▶ [Task instructions]: The data should be duplicated exactly, with every word kept as it is.

____________

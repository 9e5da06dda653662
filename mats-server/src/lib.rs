pub mod auth;
pub mod http;
pub mod state;

pub use state::AppState;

____________

▶ [Completed task]:
repository 9e5da06dda653662
filename mats-server/src/lib.rs
pub mod auth;
pub mod http;
pub mod state;

pub use state::AppState;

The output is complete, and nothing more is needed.